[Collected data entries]
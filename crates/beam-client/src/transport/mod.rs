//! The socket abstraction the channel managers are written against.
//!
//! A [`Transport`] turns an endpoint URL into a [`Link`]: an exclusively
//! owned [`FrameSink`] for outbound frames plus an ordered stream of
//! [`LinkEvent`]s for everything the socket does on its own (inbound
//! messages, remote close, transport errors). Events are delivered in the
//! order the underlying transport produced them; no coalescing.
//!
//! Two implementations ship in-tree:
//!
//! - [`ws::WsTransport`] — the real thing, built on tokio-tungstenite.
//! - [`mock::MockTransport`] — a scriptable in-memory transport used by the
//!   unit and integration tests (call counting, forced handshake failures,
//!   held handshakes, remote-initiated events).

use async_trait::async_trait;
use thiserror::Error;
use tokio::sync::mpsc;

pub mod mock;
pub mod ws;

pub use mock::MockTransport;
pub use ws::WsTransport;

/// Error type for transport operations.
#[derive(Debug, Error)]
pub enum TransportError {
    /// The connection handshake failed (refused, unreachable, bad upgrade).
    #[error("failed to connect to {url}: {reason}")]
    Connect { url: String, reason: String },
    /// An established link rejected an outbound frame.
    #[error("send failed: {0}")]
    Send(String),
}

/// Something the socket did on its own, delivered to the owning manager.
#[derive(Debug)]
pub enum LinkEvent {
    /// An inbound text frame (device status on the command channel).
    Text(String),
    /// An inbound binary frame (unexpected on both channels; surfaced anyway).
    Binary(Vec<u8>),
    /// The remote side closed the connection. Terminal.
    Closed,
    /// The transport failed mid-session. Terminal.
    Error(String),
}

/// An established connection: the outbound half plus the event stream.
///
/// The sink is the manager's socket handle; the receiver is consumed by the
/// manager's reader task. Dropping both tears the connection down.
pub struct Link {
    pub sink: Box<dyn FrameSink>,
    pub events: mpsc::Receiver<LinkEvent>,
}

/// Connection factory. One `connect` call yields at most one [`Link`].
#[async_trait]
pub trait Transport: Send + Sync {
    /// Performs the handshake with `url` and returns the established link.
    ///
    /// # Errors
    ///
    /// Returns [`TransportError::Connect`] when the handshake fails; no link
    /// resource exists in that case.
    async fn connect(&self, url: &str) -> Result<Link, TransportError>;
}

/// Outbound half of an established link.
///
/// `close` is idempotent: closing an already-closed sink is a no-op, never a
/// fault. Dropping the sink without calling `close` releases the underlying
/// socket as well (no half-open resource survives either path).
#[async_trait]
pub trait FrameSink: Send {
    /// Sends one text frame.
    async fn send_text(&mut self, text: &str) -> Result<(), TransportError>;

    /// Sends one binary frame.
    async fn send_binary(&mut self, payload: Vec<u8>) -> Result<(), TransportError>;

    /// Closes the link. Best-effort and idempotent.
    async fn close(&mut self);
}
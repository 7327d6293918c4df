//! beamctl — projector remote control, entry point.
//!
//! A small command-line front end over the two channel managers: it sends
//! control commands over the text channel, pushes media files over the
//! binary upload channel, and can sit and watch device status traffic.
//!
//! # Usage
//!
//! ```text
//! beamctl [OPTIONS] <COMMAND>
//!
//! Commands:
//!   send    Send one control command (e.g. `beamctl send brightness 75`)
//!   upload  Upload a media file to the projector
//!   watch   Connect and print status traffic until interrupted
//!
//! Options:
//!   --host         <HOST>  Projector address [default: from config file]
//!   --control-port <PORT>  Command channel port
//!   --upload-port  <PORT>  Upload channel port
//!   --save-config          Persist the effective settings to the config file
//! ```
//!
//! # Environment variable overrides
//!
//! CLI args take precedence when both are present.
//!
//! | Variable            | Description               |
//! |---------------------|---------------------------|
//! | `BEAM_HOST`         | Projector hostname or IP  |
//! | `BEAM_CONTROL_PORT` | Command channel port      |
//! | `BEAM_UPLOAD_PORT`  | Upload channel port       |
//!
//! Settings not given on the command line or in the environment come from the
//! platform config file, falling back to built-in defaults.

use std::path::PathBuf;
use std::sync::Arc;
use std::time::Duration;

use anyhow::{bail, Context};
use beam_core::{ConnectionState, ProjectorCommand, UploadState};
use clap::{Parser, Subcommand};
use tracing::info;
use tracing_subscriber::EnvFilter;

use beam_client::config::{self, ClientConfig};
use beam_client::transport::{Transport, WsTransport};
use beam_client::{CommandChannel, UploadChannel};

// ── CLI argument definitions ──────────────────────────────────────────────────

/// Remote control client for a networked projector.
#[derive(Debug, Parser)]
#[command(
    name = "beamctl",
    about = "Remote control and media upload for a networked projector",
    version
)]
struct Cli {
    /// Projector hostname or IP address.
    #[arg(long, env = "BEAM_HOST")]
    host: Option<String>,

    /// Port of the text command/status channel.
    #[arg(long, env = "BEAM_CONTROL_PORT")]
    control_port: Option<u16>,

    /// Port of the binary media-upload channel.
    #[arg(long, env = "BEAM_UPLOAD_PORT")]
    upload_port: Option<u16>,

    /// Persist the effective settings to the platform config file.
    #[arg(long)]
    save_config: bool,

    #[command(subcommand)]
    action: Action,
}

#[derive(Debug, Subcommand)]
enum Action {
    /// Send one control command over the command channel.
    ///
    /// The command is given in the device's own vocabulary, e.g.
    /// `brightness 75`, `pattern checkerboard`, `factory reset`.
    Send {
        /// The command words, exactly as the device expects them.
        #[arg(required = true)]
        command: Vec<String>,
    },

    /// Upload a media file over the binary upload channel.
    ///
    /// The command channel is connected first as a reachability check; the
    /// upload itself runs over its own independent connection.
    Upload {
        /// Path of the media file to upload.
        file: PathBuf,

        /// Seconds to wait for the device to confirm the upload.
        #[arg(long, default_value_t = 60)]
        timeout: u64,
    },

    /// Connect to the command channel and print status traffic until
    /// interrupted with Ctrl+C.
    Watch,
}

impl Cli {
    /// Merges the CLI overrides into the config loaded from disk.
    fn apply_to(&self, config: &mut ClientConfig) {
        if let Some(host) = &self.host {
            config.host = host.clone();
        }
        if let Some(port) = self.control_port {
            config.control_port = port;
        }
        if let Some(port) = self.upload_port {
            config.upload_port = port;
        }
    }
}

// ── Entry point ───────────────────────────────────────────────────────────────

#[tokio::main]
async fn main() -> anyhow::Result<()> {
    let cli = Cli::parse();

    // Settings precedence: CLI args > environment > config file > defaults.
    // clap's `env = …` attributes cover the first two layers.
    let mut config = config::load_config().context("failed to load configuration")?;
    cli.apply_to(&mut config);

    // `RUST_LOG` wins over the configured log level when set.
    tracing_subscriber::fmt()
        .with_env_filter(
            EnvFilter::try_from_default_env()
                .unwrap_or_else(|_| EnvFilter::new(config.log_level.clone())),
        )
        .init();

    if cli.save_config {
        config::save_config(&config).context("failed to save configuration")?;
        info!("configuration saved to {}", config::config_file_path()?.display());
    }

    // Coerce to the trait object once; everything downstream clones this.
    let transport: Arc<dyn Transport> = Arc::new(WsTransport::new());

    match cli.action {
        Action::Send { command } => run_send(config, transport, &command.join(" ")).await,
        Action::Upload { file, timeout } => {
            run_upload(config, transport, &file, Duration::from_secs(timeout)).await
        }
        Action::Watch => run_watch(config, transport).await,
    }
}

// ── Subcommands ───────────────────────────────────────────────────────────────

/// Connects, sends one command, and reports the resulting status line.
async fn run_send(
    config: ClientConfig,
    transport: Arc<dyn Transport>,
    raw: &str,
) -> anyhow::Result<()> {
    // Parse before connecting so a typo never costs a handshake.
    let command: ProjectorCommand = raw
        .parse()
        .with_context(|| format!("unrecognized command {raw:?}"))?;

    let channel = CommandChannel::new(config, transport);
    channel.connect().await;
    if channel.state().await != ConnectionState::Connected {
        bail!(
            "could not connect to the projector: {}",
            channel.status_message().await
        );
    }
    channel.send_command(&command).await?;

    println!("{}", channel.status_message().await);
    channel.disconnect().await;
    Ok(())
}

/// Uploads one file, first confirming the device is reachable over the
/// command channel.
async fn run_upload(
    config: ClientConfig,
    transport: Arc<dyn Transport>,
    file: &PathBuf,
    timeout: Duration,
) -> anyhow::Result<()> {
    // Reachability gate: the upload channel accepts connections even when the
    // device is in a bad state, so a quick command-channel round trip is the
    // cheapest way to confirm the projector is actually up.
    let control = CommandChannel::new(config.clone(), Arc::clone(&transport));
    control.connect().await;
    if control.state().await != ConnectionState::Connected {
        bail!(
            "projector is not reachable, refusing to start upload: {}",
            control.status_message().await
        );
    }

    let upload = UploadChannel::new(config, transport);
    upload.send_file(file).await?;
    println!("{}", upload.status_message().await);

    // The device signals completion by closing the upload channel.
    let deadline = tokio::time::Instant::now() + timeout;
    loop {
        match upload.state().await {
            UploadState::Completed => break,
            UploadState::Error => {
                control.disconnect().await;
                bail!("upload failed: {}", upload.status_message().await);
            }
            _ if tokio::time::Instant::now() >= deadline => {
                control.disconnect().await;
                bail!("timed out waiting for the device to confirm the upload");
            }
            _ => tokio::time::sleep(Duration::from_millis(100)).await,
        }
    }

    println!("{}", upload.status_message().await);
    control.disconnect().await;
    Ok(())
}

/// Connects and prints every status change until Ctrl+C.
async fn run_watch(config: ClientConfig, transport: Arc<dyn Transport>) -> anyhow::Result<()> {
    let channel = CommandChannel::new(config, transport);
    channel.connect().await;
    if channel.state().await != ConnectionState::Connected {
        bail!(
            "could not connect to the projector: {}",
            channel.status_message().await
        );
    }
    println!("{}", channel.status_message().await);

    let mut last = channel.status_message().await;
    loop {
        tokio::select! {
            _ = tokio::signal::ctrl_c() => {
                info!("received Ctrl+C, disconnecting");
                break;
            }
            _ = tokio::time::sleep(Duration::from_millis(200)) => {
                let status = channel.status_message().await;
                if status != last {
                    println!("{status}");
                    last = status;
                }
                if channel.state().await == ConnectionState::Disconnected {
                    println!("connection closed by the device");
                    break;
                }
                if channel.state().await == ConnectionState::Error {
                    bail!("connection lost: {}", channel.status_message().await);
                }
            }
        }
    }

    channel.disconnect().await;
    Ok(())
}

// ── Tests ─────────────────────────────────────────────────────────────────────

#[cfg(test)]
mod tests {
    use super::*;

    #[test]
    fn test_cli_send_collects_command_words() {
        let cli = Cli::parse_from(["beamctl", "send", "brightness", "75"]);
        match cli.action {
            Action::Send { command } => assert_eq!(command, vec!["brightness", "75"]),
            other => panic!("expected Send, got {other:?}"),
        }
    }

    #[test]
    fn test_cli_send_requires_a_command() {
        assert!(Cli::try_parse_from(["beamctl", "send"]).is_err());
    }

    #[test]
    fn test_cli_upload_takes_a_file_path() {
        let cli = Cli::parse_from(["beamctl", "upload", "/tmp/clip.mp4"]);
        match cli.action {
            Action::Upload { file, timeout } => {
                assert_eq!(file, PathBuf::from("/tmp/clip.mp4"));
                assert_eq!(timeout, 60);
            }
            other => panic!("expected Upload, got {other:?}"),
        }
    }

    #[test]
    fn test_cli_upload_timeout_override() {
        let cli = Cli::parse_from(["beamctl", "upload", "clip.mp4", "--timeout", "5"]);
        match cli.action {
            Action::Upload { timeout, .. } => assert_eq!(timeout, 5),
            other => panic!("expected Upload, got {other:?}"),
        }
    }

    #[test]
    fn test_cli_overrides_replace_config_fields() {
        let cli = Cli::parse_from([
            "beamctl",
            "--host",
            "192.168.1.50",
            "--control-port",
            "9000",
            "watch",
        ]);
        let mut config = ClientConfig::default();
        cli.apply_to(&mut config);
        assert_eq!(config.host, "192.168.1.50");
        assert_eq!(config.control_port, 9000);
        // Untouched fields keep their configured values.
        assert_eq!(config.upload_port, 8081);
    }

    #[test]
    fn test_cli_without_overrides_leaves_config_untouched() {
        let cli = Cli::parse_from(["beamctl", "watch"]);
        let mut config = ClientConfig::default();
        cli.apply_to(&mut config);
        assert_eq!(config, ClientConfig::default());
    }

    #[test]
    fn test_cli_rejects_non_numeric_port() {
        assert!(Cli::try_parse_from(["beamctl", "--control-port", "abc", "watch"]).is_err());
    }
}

**Directions for this task:** Lines containing "derive": tally them across the records above and give the total alone.

**Exercise solution:** 4